The example I'm giving there is for Visual Studio, and I see from your other questions and answers that you're apparently using .net and Visual Studio, so you can just use my example exactly as written.
In Mercurial, just hg pull -u. Uncommitted changes are merged with the tip. Same result as shelve, pull/update, unshelve. With TortoiseHg a dialog will come up prompting for discard/shelve/merge.
You may get a merge dialog this way but that would be true with the shelving approach because unshelve may have to merge as well. From the command line you won't get a prompt if there are no conflicts. TortoiseHg may have an option to suppress the dialog if there are no conflicts, but I haven't checked.
I would try a few different things with this.

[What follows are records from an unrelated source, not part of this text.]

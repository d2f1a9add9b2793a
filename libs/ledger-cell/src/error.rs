use thiserror::Error;

#[derive(Error, Debug)]
pub enum LedgerError {
    #[error("Ledger transport error: {0}")]
    Transport(#[from] reqwest::Error),

    /// The service rejected the payload; the structured body is carried
    /// verbatim for diagnosis.
    #[error("Ledger rejected request ({status}): {body}")]
    Rejected { status: u16, body: String },

    #[error("Ledger sync failed after {attempts} attempts: {last}")]
    SyncExhausted { attempts: u32, last: String },

    #[error("Ledger service not configured")]
    NotConfigured,
}
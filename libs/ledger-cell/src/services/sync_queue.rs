// libs/ledger-cell/src/services/sync_queue.rs
//
// In-process outbox between the booking transactor and the ledger client.
// Enqueueing is fire-and-forget: a booking transaction commits whether or
// not the ledger is reachable, and whatever the worker cannot deliver is
// picked up by the next reconciliation pass.

use std::collections::HashSet;
use std::sync::Arc;
use std::time::Duration;
use tokio::sync::{mpsc, Mutex, Notify};
use tracing::{debug, error, info, warn};
use uuid::Uuid;

use shared_store::ClinicStore;

use crate::models::LedgerEntry;
use crate::services::client::LedgerClient;

pub struct LedgerSyncQueue {
    tx: mpsc::UnboundedSender<Uuid>,
    pending: Arc<Mutex<HashSet<Uuid>>>,
    shutdown: Arc<Notify>,
}

impl LedgerSyncQueue {
    /// Spawn the outbox worker. The worker reads the current booking row
    /// for each queued reservation so late deliveries always carry the
    /// latest status, not the one at enqueue time.
    pub fn spawn(store: Arc<ClinicStore>, client: Arc<LedgerClient>) -> Arc<Self> {
        let (tx, mut rx) = mpsc::unbounded_channel::<Uuid>();
        let pending: Arc<Mutex<HashSet<Uuid>>> = Arc::new(Mutex::new(HashSet::new()));
        let shutdown = Arc::new(Notify::new());

        let worker_pending = pending.clone();
        let worker_shutdown = shutdown.clone();
        tokio::spawn(async move {
            loop {
                let reserve_id = tokio::select! {
                    _ = worker_shutdown.notified() => {
                        info!("Ledger sync worker shutting down");
                        break;
                    }
                    received = rx.recv() => match received {
                        Some(id) => id,
                        None => break,
                    },
                };

                Self::sync_one(&store, &client, reserve_id).await;
                worker_pending.lock().await.remove(&reserve_id);
            }
        });

        Arc::new(Self {
            tx,
            pending,
            shutdown,
        })
    }

    async fn sync_one(store: &ClinicStore, client: &LedgerClient, reserve_id: Uuid) {
        let Some(booking) = store.booking(reserve_id).await else {
            warn!("Ledger sync skipped: booking {} not found", reserve_id);
            return;
        };
        if !client.is_configured() {
            debug!("Ledger not configured, skipping sync for {}", reserve_id);
            return;
        }
        let entry = LedgerEntry::from_booking(&booking);
        if let Err(e) = client.push_entry(&entry).await {
            // Deferred to reconciliation; never propagated to the caller.
            error!("LedgerSyncError for {}: {}", reserve_id, e);
        }
    }

    /// Queue a reservation for ledger sync. Never blocks and never fails
    /// the caller; a closed worker only means the divergence waits for
    /// reconciliation.
    pub async fn enqueue(&self, reserve_id: Uuid) {
        self.pending.lock().await.insert(reserve_id);
        if self.tx.send(reserve_id).is_err() {
            warn!("Ledger sync queue closed, {} deferred to reconciliation", reserve_id);
            self.pending.lock().await.remove(&reserve_id);
        }
    }

    pub async fn pending_count(&self) -> usize {
        self.pending.lock().await.len()
    }

    /// Wait (bounded) for the worker to drain everything queued so far.
    /// Test and shutdown helper; live traffic never waits on the ledger.
    pub async fn flush(&self, max_wait: Duration) {
        let deadline = tokio::time::Instant::now() + max_wait;
        while tokio::time::Instant::now() < deadline {
            if self.pending.lock().await.is_empty() {
                return;
            }
            tokio::time::sleep(Duration::from_millis(10)).await;
        }
        warn!("Ledger sync queue did not drain within {:?}", max_wait);
    }

    pub fn shutdown(&self) {
        self.shutdown.notify_one();
    }
}
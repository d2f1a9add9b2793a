pub mod handlers;
pub mod models;
pub mod router;
pub mod services;

pub use models::IdentityError;
pub use services::resolution::IdentityService;
use std::net::SocketAddr;
use std::sync::Arc;
use std::time::Duration;

use dotenv::dotenv;
use tokio::net::TcpListener;
use tower_http::cors::{Any, CorsLayer};
use tower_http::trace::{self, TraceLayer};
use tracing::{error, info, Level};
use tracing_subscriber::{layer::SubscriberExt, util::SubscriberInitExt};

mod router;

use booking_cell::BookingTransactor;
use identity_cell::IdentityService;
use ledger_cell::{LedgerClient, LedgerSyncQueue};
use reconciler_cell::models::RunTrigger;
use reconciler_cell::{ReconcileError, ReconciliationEngine};
use shared_config::AppConfig;
use shared_store::ClinicStore;

#[tokio::main]
async fn main() {
    // Loading Env Vars
    dotenv().ok();

    // Initialize tracing
    tracing_subscriber::registry()
        .with(tracing_subscriber::EnvFilter::new(
            std::env::var("RUST_LOG").unwrap_or_else(|_| "info,tower_http=debug".into()),
        ))
        .with(tracing_subscriber::fmt::layer())
        .init();

    info!("Starting clinic scheduling API server");

    // Load configuration
    let config = AppConfig::from_env();

    // Shared primary store and ledger plumbing
    let store = Arc::new(ClinicStore::new(config.default_slot_capacity));
    let ledger = Arc::new(LedgerClient::new(&config));
    let sync_queue = LedgerSyncQueue::spawn(store.clone(), ledger.clone());

    let transactor = Arc::new(BookingTransactor::new(
        store.clone(),
        sync_queue.clone(),
        &config,
    ));
    let identity = Arc::new(IdentityService::new(store.clone()));
    let engine = Arc::new(ReconciliationEngine::new(
        store.clone(),
        ledger.clone(),
        identity.clone(),
        &config,
    ));

    if config.reconcile_interval_seconds > 0 {
        spawn_reconcile_scheduler(engine.clone(), config.reconcile_interval_seconds);
    }

    // Set up CORS
    let cors = CorsLayer::new()
        .allow_origin(Any)
        .allow_methods(Any)
        .allow_headers(Any);

    // Build the application router
    let app = router::create_router(transactor, identity, engine)
        .layer(
            TraceLayer::new_for_http()
                .make_span_with(trace::DefaultMakeSpan::new().level(Level::INFO))
                .on_response(trace::DefaultOnResponse::new().level(Level::INFO)),
        )
        .layer(cors);

    // Run the server
    let addr = SocketAddr::from(([0, 0, 0, 0], 3000));
    info!("Listening on {}", addr);

    let listener = TcpListener::bind(addr).await.expect("bind failed");
    axum::serve(listener, app).await.expect("server error");
}

/// Background trigger for periodic reconciliation. A run that overlaps a
/// still-active one is simply skipped; the lease keeps runs exclusive.
fn spawn_reconcile_scheduler(engine: Arc<ReconciliationEngine>, interval_seconds: u64) {
    tokio::spawn(async move {
        let mut interval = tokio::time::interval(Duration::from_secs(interval_seconds));
        interval.set_missed_tick_behavior(tokio::time::MissedTickBehavior::Delay);
        loop {
            interval.tick().await;
            match engine.run(RunTrigger::Scheduled).await {
                Ok(report) => {
                    info!(
                        "Scheduled reconciliation run {} finished with {} entries",
                        report.run_id,
                        report.entries.len()
                    );
                }
                Err(ReconcileError::RunInProgress) => {
                    info!("Skipping scheduled reconciliation, a run is already active");
                }
                Err(e) => error!("Scheduled reconciliation failed: {}", e),
            }
        }
    });
}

Regarding the Web.config file in particular, you might want to look at using local configuration files for overrides instead of leaving local changes uncommitted. (e.g. referencing an separate file that is in .hgignore). Projects I've worked on in the past did this to separate test/prod configurations from the settings for development, or vice-versa.
I don't think there is any extension which will do this for you, but you might be better off writing a quick batch or powershell script to do this workflow for you. On previous projects, I had a script which would do something similar in that it would do a pull/update/rebase to keep my changes at the tip (I was working with hg against an SVN server which made that important.)
I know I didn't answer your question directly, but I hope this helps!
Direct answer: https://pypi.org/project/hg-autoshelve/
But a dedicated repository for configuration files seems a better idea as suggested by
Christian Specht there

Using mercurial's mq for managing local changes

I have a local mercurial repository with some site-specific changes in it. What I would like to do is set a couple files to be un-commitable so that they aren't automatically committed when I do an hg commit with no arguments.
Right now, I'm doing complicated things with mq and guards to achieve this, pushing and popping and selecting guards to prevent my changes (which are checked into an mq patch) from getting committed.
Is there an easier way to do this? I'm sick of reading the help for all the mq commands every time I want to commit a change that doesn't include my site-specific changes.
I would put those files in .hgignore and commit a "sample" form of those files so that they could be easily recreated for a new site when someone checks out your code.
I know that bazaar has shelve and unshelve commands to push and pop changes you don't want included in a commit. I think it's pretty likely that Mercurial has similar commands.
I'm curious why you can't have another repo checked out with those specific changes, and then transplant/pull/patch to it when you need to update stuff. Then you'd be primarily working from the original repo, and it's not like you'd be wasting space since hg uses links. I commonly have two+ versions checked out so I can work on a number of updates then merge them together.